Heiter und lehrreich wird es für Kinder ab 5 Jahren am Sonntag auf der Open-Air-Bühne der KAOS Kulturwerkstatt mit der Erstaufführung von Jolli sieht Grün. Sängerin Jorinde Jelen erzählt zusammen mit ihrer Band von den Tieren des Waldes, aber auch vom Klimawandel und den damit einhergehenden Gefahren. Ihren vorläufigen Abschluss findet die MusikZeit 2021 ebenfalls auf der dortigen Open-Air-Bühne mit dem Programm SOLASTALGIA. Trompeter Max Diller setzt sich mit seiner Band Blossom in seinen Kompositionen auch mit der Frage auseinander, wie wir Menschen auf die ökologischen und soziologischen Veränderungen unserer Zeit reagieren.

Ergänzend zum dreitägigen Festival findet im Winter das Projekt GROUP 50:50 unter Beteiligung des Schweizer Musikers Elia Rediger statt.
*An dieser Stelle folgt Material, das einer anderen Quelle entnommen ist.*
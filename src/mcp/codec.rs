//! JSON-RPC envelope codec.
//!
//! Classifies each frame as a request, response or notification and rejects
//! anything that does not fit one of those shapes. Decoding never guesses:
//! a frame that is almost a request is a [`Error::MalformedMessage`].

use serde_json::{Map, Value};

use crate::error::{Error, Result};
use crate::mcp::protocol::{
    JsonRpcError, JsonRpcNotification, JsonRpcRequest, JsonRpcResponse, RequestId,
    JSONRPC_VERSION,
};

/// A message that can be sent or received.
#[derive(Debug, Clone)]
pub enum Message {
    Request(JsonRpcRequest),
    Response(JsonRpcResponse),
    Notification(JsonRpcNotification),
}

impl Message {
    /// Method name for requests and notifications.
    pub fn method(&self) -> Option<&str> {
        match self {
            Self::Request(req) => Some(&req.method),
            Self::Notification(notif) => Some(&notif.method),
            Self::Response(_) => None,
        }
    }
}

fn malformed(reason: impl Into<String>) -> Error {
    Error::MalformedMessage(reason.into())
}

fn parse_id(value: &Value) -> Result<RequestId> {
    match value {
        Value::String(s) => Ok(RequestId::String(s.clone())),
        Value::Number(n) => n
            .as_i64()
            .map(RequestId::Number)
            .ok_or_else(|| malformed("request id must be an integer or string")),
        _ => Err(malformed("request id must be an integer or string")),
    }
}

fn parse_params(obj: &Map<String, Value>) -> Result<Option<Value>> {
    match obj.get("params") {
        None | Some(Value::Null) => Ok(None),
        Some(p @ (Value::Object(_) | Value::Array(_))) => Ok(Some(p.clone())),
        Some(_) => Err(malformed("params must be an object or array")),
    }
}

/// Decode one frame.
pub fn decode(frame: &str) -> Result<Message> {
    let value: Value =
        serde_json::from_str(frame).map_err(|e| malformed(format!("invalid JSON: {}", e)))?;

    let obj = match value {
        Value::Object(obj) => obj,
        Value::Array(_) => return Err(malformed("batch messages are not supported")),
        _ => return Err(malformed("message must be a JSON object")),
    };

    match obj.get("jsonrpc") {
        Some(Value::String(v)) if v == JSONRPC_VERSION => {}
        _ => return Err(malformed("jsonrpc must be \"2.0\"")),
    }

    let id = match obj.get("id") {
        None | Some(Value::Null) => None,
        Some(raw) => Some(parse_id(raw)?),
    };

    if let Some(method) = obj.get("method") {
        let method = method
            .as_str()
            .filter(|m| !m.is_empty())
            .ok_or_else(|| malformed("method must be a non-empty string"))?
            .to_string();
        let params = parse_params(&obj)?;

        return Ok(match id {
            Some(id) => Message::Request(JsonRpcRequest {
                jsonrpc: JSONRPC_VERSION.to_string(),
                id,
                method,
                params,
            }),
            None => Message::Notification(JsonRpcNotification {
                jsonrpc: JSONRPC_VERSION.to_string(),
                method,
                params,
            }),
        });
    }

    let result = obj.get("result").cloned();
    let error = match obj.get("error") {
        None => None,
        Some(raw) => Some(
            serde_json::from_value::<JsonRpcError>(raw.clone())
                .map_err(|e| malformed(format!("invalid error object: {}", e)))?,
        ),
    };

    match (id.is_some(), result.is_some(), error.is_some()) {
        (_, true, true) => Err(malformed("response carries both result and error")),
        (true, true, false) | (_, false, true) => {
            Ok(Message::Response(JsonRpcResponse {
                jsonrpc: JSONRPC_VERSION.to_string(),
                id,
                result,
                error,
            }))
        }
        (false, true, false) => Err(malformed("successful response without id")),
        (_, false, false) => Err(malformed("message has neither method nor result/error")),
    }
}

/// Best-effort id recovery from a frame that failed to decode, so the
/// error response can still be correlated.
pub fn recover_id(frame: &str) -> Option<RequestId> {
    serde_json::from_str::<Value>(frame)
        .ok()
        .and_then(|v| v.get("id").and_then(|id| parse_id(id).ok()))
}

/// Encode one message as a single-line frame.
pub fn encode(message: &Message) -> Result<String> {
    let json = match message {
        Message::Request(req) => serde_json::to_string(req)?,
        Message::Response(res) => serde_json::to_string(res)?,
        Message::Notification(notif) => serde_json::to_string(notif)?,
    };
    Ok(json)
}

#[cfg(test)]
mod tests {
    use super::*;
    use crate::error::ErrorKind;

    #[test]
    fn test_decode_request() {
        let msg = decode(r#"{"jsonrpc":"2.0","id":7,"method":"tools/list","params":{}}"#).unwrap();
        match msg {
            Message::Request(req) => {
                assert_eq!(req.id, RequestId::Number(7));
                assert_eq!(req.method, "tools/list");
            }
            other => panic!("expected request, got {:?}", other),
        }
    }

    #[test]
    fn test_decode_notification() {
        let msg = decode(r#"{"jsonrpc":"2.0","method":"notifications/initialized"}"#).unwrap();
        assert!(matches!(msg, Message::Notification(_)));
        assert_eq!(msg.method(), Some("notifications/initialized"));
    }

    #[test]
    fn test_decode_responses() {
        let ok = decode(r#"{"jsonrpc":"2.0","id":"a","result":{}}"#).unwrap();
        assert!(matches!(ok, Message::Response(ref r) if r.error.is_none()));

        let err = decode(
            r#"{"jsonrpc":"2.0","id":null,"error":{"code":-32700,"message":"Parse error"}}"#,
        )
        .unwrap();
        match err {
            Message::Response(r) => {
                assert!(r.id.is_none());
                assert_eq!(r.error.unwrap().code, -32700);
            }
            other => panic!("expected response, got {:?}", other),
        }
    }

    #[test]
    fn test_decode_rejects_malformed_payloads() {
        let cases = [
            "not json",
            "[]",
            "42",
            r#"{"id":1,"method":"ping"}"#,
            r#"{"jsonrpc":"1.0","id":1,"method":"ping"}"#,
            r#"{"jsonrpc":"2.0","id":1,"method":""}"#,
            r#"{"jsonrpc":"2.0","id":1,"method":5}"#,
            r#"{"jsonrpc":"2.0","id":{"x":1},"method":"ping"}"#,
            r#"{"jsonrpc":"2.0","id":1,"method":"ping","params":"oops"}"#,
            r#"{"jsonrpc":"2.0","id":1,"result":{},"error":{"code":1,"message":"x"}}"#,
            r#"{"jsonrpc":"2.0","result":{}}"#,
            r#"{"jsonrpc":"2.0","id":1}"#,
            r#"{"jsonrpc":"2.0","id":1,"error":{"message":"no code"}}"#,
        ];

        for case in cases {
            let err = decode(case).unwrap_err();
            assert_eq!(err.kind(), ErrorKind::MalformedMessage, "case: {}", case);
        }
    }

    #[test]
    fn test_recover_id() {
        assert_eq!(
            recover_id(r#"{"jsonrpc":"2.0","id":3,"method":""}"#),
            Some(RequestId::Number(3))
        );
        assert_eq!(recover_id("garbage"), None);
    }

    #[test]
    fn test_encode_is_single_line() {
        let msg = Message::Notification(JsonRpcNotification::new(
            "notifications/progress",
            Some(serde_json::json!({"text": "line1\nline2"})),
        ));
        let frame = encode(&msg).unwrap();
        assert!(!frame.contains('\n'));
        assert!(matches!(decode(&frame).unwrap(), Message::Notification(_)));
    }
}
Zukunftszugewandte musikalische Denkanstöße thematisieren das Scheitern, den Tod und die Weltwirtschaft. 

Wir möchten zu einem generationenübergreifenden Austausch darüber einladen, wie wir hoffnungsvoll gemeinsam Zukunft gestalten können und freuen uns auf all die spannenden Projekte dieser Musiker*innen und über euren Besuch.